Destruction of objects with static storage duration

Question

Consider the following program.

struct s { ~s(); };
void f()
{
    static s a;
}

struct t { ~t() { f(); } };
int main()
{
    static s b;
    static t c;
}

I'm trying to figure out what exactly the standard guarantees with respect to the destruction of static objects, but I'm finding the text of C++03[basic.start.term] rather insufficient.

Is the behavior of the program defined? If so, what is the order of destruction of the static objects a, b and c? What would happen if s::~s threw an exception? Please explain your reasoning, preferably with quotes from the standard.

Answer 1

In the following Objects refers to objects of static storage duration.

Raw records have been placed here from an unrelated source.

mod common;

use common::library::{movies, SwitchableCatalog};
use std::collections::HashSet;
use std::sync::Arc;
use vchan_core::queue::ContentQueue;
use vchan_core::{ChannelKind, ChannelPolicy};

#[tokio::test]
async fn refill_with_nothing_keeps_the_remaining_items() {
    let catalog = Arc::new(SwitchableCatalog::new(movies("m", 5, 60)));
    let queue = ContentQueue::new(catalog.clone());
    let policy = ChannelPolicy::new("Movies", 1, ChannelKind::All);

    for expected in ["m0", "m1", "m2"] {
        let item = queue.next("virtual_1", &policy).await.unwrap().unwrap();
        assert_eq!(item.name, expected);
    }
    assert_eq!(queue.len("virtual_1").await, 2);

    catalog.replace(Vec::new());

    let item = queue.next("virtual_1", &policy).await.unwrap().unwrap();
    assert_eq!(item.name, "m3");
    let item = queue.next("virtual_1", &policy).await.unwrap().unwrap();
    assert_eq!(item.name, "m4");
    assert!(queue.next("virtual_1", &policy).await.unwrap().is_none());
}

#[tokio::test]
async fn refill_replaces_rather_than_appends() {
    let catalog = Arc::new(SwitchableCatalog::new(movies("old", 4, 60)));
    let queue = ContentQueue::new(catalog.clone());
    let policy = ChannelPolicy::new("Movies", 1, ChannelKind::All);

    queue.next("virtual_1", &policy).await.unwrap();
    queue.next("virtual_1", &policy).await.unwrap();
    catalog.replace(movies("new", 4, 60));

    // Two left, so this call swaps in the new selection before dequeuing.
    let item = queue.next("virtual_1", &policy).await.unwrap().unwrap();
    assert_eq!(item.name, "new0");
    assert_eq!(queue.len("virtual_1").await, 3);
}

#[tokio::test]
async fn concurrent_dequeues_never_share_an_item() {
    let catalog = Arc::new(SwitchableCatalog::new(movies("m", 20, 60)));
    let queue = Arc::new(ContentQueue::new(catalog));
    let policy = ChannelPolicy::new("Movies", 1, ChannelKind::All);

    let mut handles = Vec::new();
    for _ in 0..10 {
        let queue = queue.clone();
        let policy = policy.clone();
        handles.push(tokio::spawn(async move {
            queue.next("virtual_1", &policy).await.unwrap().unwrap().name.clone()
        }));
    }

    let mut names = HashSet::new();
    for handle in handles {
        assert!(names.insert(handle.await.unwrap()));
    }
    let expected: HashSet<String> = (0..10).map(|i| format!("m{i}")).collect();
    assert_eq!(names, expected);
    assert_eq!(queue.len("virtual_1").await, 10);
}

#[tokio::test]
async fn channels_do_not_share_queues() {
    let catalog = Arc::new(SwitchableCatalog::new(movies("m", 5, 60)));
    let queue = ContentQueue::new(catalog);
    let one = ChannelPolicy::new("One", 1, ChannelKind::All);
    let two = ChannelPolicy::new("Two", 2, ChannelKind::All);

    queue.next("virtual_1", &one).await.unwrap();
    queue.next("virtual_1", &one).await.unwrap();
    let first_on_two = queue.next("virtual_2", &two).await.unwrap().unwrap();

    assert_eq!(first_on_two.name, "m0");
    assert_eq!(queue.len("virtual_1").await, 3);
    assert_eq!(queue.len("virtual_2").await, 4);
}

Objects in the global namespace are created before main.

Objects in the same compilation unit are created in order of definition.
The order is undefined across different compilation units.

Objects in a namespace are created before any function/variable in that namespace is accessed. This may or may not be before main.

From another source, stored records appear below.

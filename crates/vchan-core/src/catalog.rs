//! Content library contract and a TOML-file backed implementation.

use async_trait::async_trait;
use std::path::{Path, PathBuf};
use std::sync::Arc;
use std::time::Duration;
use tracing::info;
use uuid::Uuid;

use crate::error::CatalogError;
use crate::model::{ContentItem, ItemKind};

/// What to select from the library.
#[derive(Debug, Clone, PartialEq, Eq)]
pub enum CatalogFilter {
    /// Every movie and episode.
    All,
    /// Movies and episodes carrying any of these genres.
    Genres(Vec<String>),
    /// Movies produced within the inclusive year range.
    Years { start: i32, end: i32 },
    /// Episodes whose series ancestor is this id.
    Series(Uuid),
    /// Movies and episodes carrying any of these tags.
    Tags(Vec<String>),
    /// Anything stored below this path (the commercial pool).
    Folder(PathBuf),
}

#[derive(Debug, Clone, Copy, PartialEq, Eq)]
pub enum SortOrder {
    /// Season ascending, then episode ascending.
    SeasonEpisode,
}

/// Queryable content library.
///
/// Implementations only return playable items: a resolvable path and a
/// positive known runtime.
#[async_trait]
pub trait Catalog: Send + Sync {
    async fn query(
        &self,
        filter: &CatalogFilter,
        sort: Option<SortOrder>,
    ) -> Result<Vec<Arc<ContentItem>>, CatalogError>;

    /// Every item in the library, playable or not.
    async fn all_items(&self) -> Result<Vec<Arc<ContentItem>>, CatalogError>;
}

/// In-memory library, usually loaded from a `[[item]]` TOML file.
#[derive(Debug, Clone, Default)]
pub struct LibraryCatalog {
    items: Vec<Arc<ContentItem>>,
}

impl LibraryCatalog {
    pub fn from_items(items: impl IntoIterator<Item = ContentItem>) -> Self {
        Self {
            items: items.into_iter().map(Arc::new).collect(),
        }
    }

    pub fn load(path: &Path) -> Result<Self, CatalogError> {
        let content = std::fs::read_to_string(path).map_err(|source| CatalogError::Io {
            path: path.to_path_buf(),
            source,
        })?;
        let catalog = Self::from_items(parse_library_toml_str(&content)?);
        info!("Loaded {} library items from {:?}", catalog.len(), path);
        Ok(catalog)
    }

    pub fn len(&self) -> usize {
        self.items.len()
    }

    pub fn is_empty(&self) -> bool {
        self.items.is_empty()
    }
}

#[async_trait]
impl Catalog for LibraryCatalog {
    async fn query(
        &self,
        filter: &CatalogFilter,
        sort: Option<SortOrder>,
    ) -> Result<Vec<Arc<ContentItem>>, CatalogError> {
        let mut items: Vec<_> = self
            .items
            .iter()
            .filter(|item| item.is_playable() && matches_filter(item, filter))
            .cloned()
            .collect();

        if let Some(SortOrder::SeasonEpisode) = sort {
            items.sort_by_key(|item| (item.season.unwrap_or(0), item.episode.unwrap_or(0)));
        }

        Ok(items)
    }

    async fn all_items(&self) -> Result<Vec<Arc<ContentItem>>, CatalogError> {
        Ok(self.items.clone())
    }
}

fn matches_filter(item: &ContentItem, filter: &CatalogFilter) -> bool {
    let programme = matches!(item.kind, ItemKind::Movie | ItemKind::Episode);
    match filter {
        CatalogFilter::All => programme,
        CatalogFilter::Genres(genres) => programme && any_caseless(&item.genres, genres),
        CatalogFilter::Years { start, end } => {
            item.kind == ItemKind::Movie
                && item.year.map(|y| (*start..=*end).contains(&y)).unwrap_or(false)
        }
        CatalogFilter::Series(series_id) => {
            item.kind == ItemKind::Episode && item.series_id == Some(*series_id)
        }
        CatalogFilter::Tags(tags) => programme && any_caseless(&item.tags, tags),
        CatalogFilter::Folder(folder) => item
            .path
            .as_ref()
            .map(|p| p.starts_with(folder))
            .unwrap_or(false),
    }
}

fn any_caseless(have: &[String], want: &[String]) -> bool {
    have.iter()
        .any(|h| want.iter().any(|w| h.eq_ignore_ascii_case(w.trim())))
}

// ── TOML library loader ───────────────────────────────────────────────────────

/// Matches the TOML `[[item]]` table. Kept apart from `ContentItem` so the
/// file schema can stay friendly (`runtime_secs`) without touching the model.
#[derive(Debug, serde::Deserialize)]
struct TomlLibraryFile {
    #[serde(default)]
    item: Vec<TomlItem>,
}

#[derive(Debug, serde::Deserialize)]
struct TomlItem {
    id: Uuid,
    name: String,
    #[serde(default)]
    runtime_secs: Option<f64>,
    #[serde(default)]
    path: Option<PathBuf>,
    #[serde(default)]
    overview: Option<String>,
    #[serde(default)]
    kind: ItemKind,
    #[serde(default)]
    series_id: Option<Uuid>,
    #[serde(default)]
    season: Option<u32>,
    #[serde(default)]
    episode: Option<u32>,
    #[serde(default)]
    genres: Vec<String>,
    #[serde(default)]
    year: Option<i32>,
    #[serde(default)]
    tags: Vec<String>,
}

pub fn parse_library_toml_str(content: &str) -> Result<Vec<ContentItem>, CatalogError> {
    let file: TomlLibraryFile = toml::from_str(content)?;
    let items = file
        .item
        .into_iter()
        .map(|i| ContentItem {
            id: i.id,
            name: i.name,
            // Negative or NaN runtimes count as unknown
            duration: i.runtime_secs.and_then(|s| Duration::try_from_secs_f64(s).ok()),
            path: i.path,
            overview: i.overview,
            kind: i.kind,
            series_id: i.series_id,
            season: i.season,
            episode: i.episode,
            genres: i.genres,
            year: i.year,
            tags: i.tags,
        })
        .collect();
    Ok(items)
}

Objects in a function are created on first use.

Objects are destroyed in reverse order of creation. Note the order of creation is defined by the completion of their CONSTRUCTOR (not when it was called). Thus one object 'x' that creates another 'y' in its constructor will result in 'y' being constructed first.

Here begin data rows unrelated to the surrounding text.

use async_trait::async_trait;
use std::path::PathBuf;
use std::sync::atomic::{AtomicBool, AtomicUsize, Ordering};
use std::sync::{Arc, RwLock};
use std::time::Duration;
use tokio_util::sync::CancellationToken;
use vchan_core::catalog::{Catalog, CatalogFilter, LibraryCatalog, SortOrder};
use vchan_core::config::Config;
use vchan_core::{CatalogError, ContentItem, ItemKind};

pub const COMMERCIAL_FOLDER: &str = "/media/commercials";

/// Catalog whose contents can be swapped mid-test. Queries for
/// `broken_genre` fail with `CatalogError::Unavailable`, as does every
/// content query while the catalog is switched offline. Commercial pool
/// lookups are counted and can trip a cancellation token.
#[derive(Default)]
pub struct SwitchableCatalog {
    library: RwLock<LibraryCatalog>,
    broken_genre: Option<String>,
    offline: AtomicBool,
    ad_lookups: AtomicUsize,
    cancel_on_ad_lookup: Option<(usize, CancellationToken)>,
}

impl SwitchableCatalog {
    pub fn new(items: Vec<ContentItem>) -> Self {
        Self {
            library: RwLock::new(LibraryCatalog::from_items(items)),
            ..Self::default()
        }
    }

    pub fn failing_genre(mut self, genre: &str) -> Self {
        self.broken_genre = Some(genre.to_string());
        self
    }

    /// Cancels `token` during the `nth` commercial pool lookup (1-based).
    /// The lookup then yields once, so the caller sees the cancellation
    /// while the lookup is still in flight.
    pub fn cancelling_on_ad_lookup(mut self, nth: usize, token: CancellationToken) -> Self {
        self.cancel_on_ad_lookup = Some((nth, token));
        self
    }

    /// While offline, content queries fail. Commercial lookups still work.
    pub fn set_offline(&self, offline: bool) {
        self.offline.store(offline, Ordering::SeqCst);
    }

    pub fn ad_lookups(&self) -> usize {
        self.ad_lookups.load(Ordering::SeqCst)
    }

    pub fn replace(&self, items: Vec<ContentItem>) {
        *self.library.write().unwrap() = LibraryCatalog::from_items(items);
    }

    fn snapshot(&self) -> LibraryCatalog {
        self.library.read().unwrap().clone()
    }
}

#[async_trait]
impl Catalog for SwitchableCatalog {
    async fn query(
        &self,
        filter: &CatalogFilter,
        sort: Option<SortOrder>,
    ) -> Result<Vec<Arc<ContentItem>>, CatalogError> {
        if let CatalogFilter::Folder(_) = filter {
            let lookup = self.ad_lookups.fetch_add(1, Ordering::SeqCst) + 1;
            if let Some((nth, token)) = &self.cancel_on_ad_lookup {
                if lookup == *nth {
                    token.cancel();
                    tokio::task::yield_now().await;
                }
            }
        } else if self.offline.load(Ordering::SeqCst) {
            return Err(CatalogError::Unavailable("library offline".to_string()));
        }
        if let (Some(broken), CatalogFilter::Genres(genres)) = (&self.broken_genre, filter) {
            if genres.iter().any(|g| g == broken) {
                return Err(CatalogError::Unavailable(format!("{broken} shelf offline")));
            }
        }
        self.snapshot().query(filter, sort).await
    }

    async fn all_items(&self) -> Result<Vec<Arc<ContentItem>>, CatalogError> {
        self.snapshot().all_items().await
    }
}

pub fn movie(name: &str, minutes: u64) -> ContentItem {
    ContentItem::new(name, Duration::from_secs(minutes * 60))
}

pub fn movies(prefix: &str, count: usize, minutes: u64) -> Vec<ContentItem> {
    (0..count)
        .map(|i| movie(&format!("{prefix}{i}"), minutes))
        .collect()
}

pub fn genre_movies(genre: &str, count: usize, minutes: u64) -> Vec<ContentItem> {
    movies(&genre.to_lowercase(), count, minutes)
        .into_iter()
        .map(|mut item| {
            item.genres = vec![genre.to_string()];
            item
        })
        .collect()
}

/// `count` commercials of `secs` seconds each, stored under
/// [`COMMERCIAL_FOLDER`].
pub fn commercials(count: usize, secs: u64) -> Vec<ContentItem> {
    (0..count)
        .map(|i| {
            let mut ad = ContentItem::new(format!("ad{i}"), Duration::from_secs(secs));
            ad.kind = ItemKind::Commercial;
            ad.path = Some(PathBuf::from(COMMERCIAL_FOLDER).join(format!("ad{i}.mkv")));
            ad
        })
        .collect()
}

pub fn config_with_ads() -> Config {
    let mut config = Config::default();
    config.library.commercial_folder = Some(PathBuf::from(COMMERCIAL_FOLDER));
    config
}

If they were not created then they will not be destroyed.

Is the behavior of the program defined?

So yes the order is well defined

b:   Created
c:   Created
c:   Destroyed Start
a:   Created (during destruction of C)
c:   Destroyed End
a:   Destroyed  (a was created after b -> destroyed before b)
b:   Destroyed

Modify the code to see:

#include <iostream>

struct s
{
    int mx;
    s(int x): mx(x) {std::cout <<  "S(" << mx << ")\n";}
    ~s()            {std::cout << "~S(" << mx << ")\n";}
};
void f()
{
    static s a(3);
}

struct t
{
    int mx;
    t(int x): mx(x) { std::cout << "T(" << mx << ")\n";}
    ~t()
    {                 std::cout << "START ~T(" << mx << ")\n";
                      f();
                      std::cout << "END   ~T(" << mx << ")\n";
    }
};
int main()
{
    static s b(1);
    static t c(2);
}

Output is:

$ ./a.exe
S(1)
T(2)
Start ~T(2)
S(3)
END   ~T(2)
~S(3)
~S(1)

Answer 2

As has been said, order of destructor calls is the exact reverse of order of completion of constructors (3.6.3/1). In other words (3.8/1), stop of lifetime of an object of static storage duration is the reverse of start of lifetime of an object of static storage duration. So it all comes down to when their constructors are called. Suppose that Printer is a type that outputs something in its constructor in the following examples.

Namespace scope

Objects of namespace scope (global and user defined) are in any case created before the first use of any function or variable that is defined in the same translation unit that the object is defined in (3.6.2/3). This deferred initialization (after main was called) must respect the order of definition with respect to other object definitions in the same translation unit of that objects's definition. (3.6.2/1).

Translation unit 1:

void f() { }

extern Printer a;
Printer b("b");
Printer a("a");
extern Printer c;

Translation unit 2:

Printer c("c");
void f();

If we use f, this will not necessarily force creation of c, because f is not defined in the translation unit where c was defined in. a is created after b because it's defined later.

Block scope

Objects of block scope (local statics) are created when control passes through their definition first or when their block is first entered for PODs (6.7/4). Starting lifetime is tried again the next time control passes throgh it if creation couldn't successfully succeed (in case of an exception) (6.7/4).

void g() { static Print p("P"); }
struct A {
  A() { 
    static int n; 
    if(n++ == 0) throw "X"; 
    cout << "A"; 
    g(); 
  } 
};
void f() {
  try { static A a; } catch(char const *x) { cout << x; }
}

This snippet outputs "XAP".

Class scope

For static data members, the same rule applies about order of initialization according to their definition order within the same translation unit (3.6.2/1). This is because the rule for that is formulated as "objects defined in namespace scope..." rather than "objects of namespace scope...". In C++03 deferred initialization (delaying the construction until a variable/function is used from its translation unit) was only allowed for objects of namespace scope, which was not intended. C++0x allows this also for static data members ("non-local variable with static storage duration").

---

Thus by taking the above rules and taking into account that destruction order is actually determined by completion of constructors rather than by the start of them, we will get to the order ~c ~a ~b.

If s::~s throws an exception, C++0x says that terminate() is called, and you end up having c destroyed and having ended lifetime of a without completing its destructor if it threw the exception. I can't find anything in the C++03 Standard specifying this. It seems to only specifies that for non-local statics and not also for block-scope statics like C++0x does.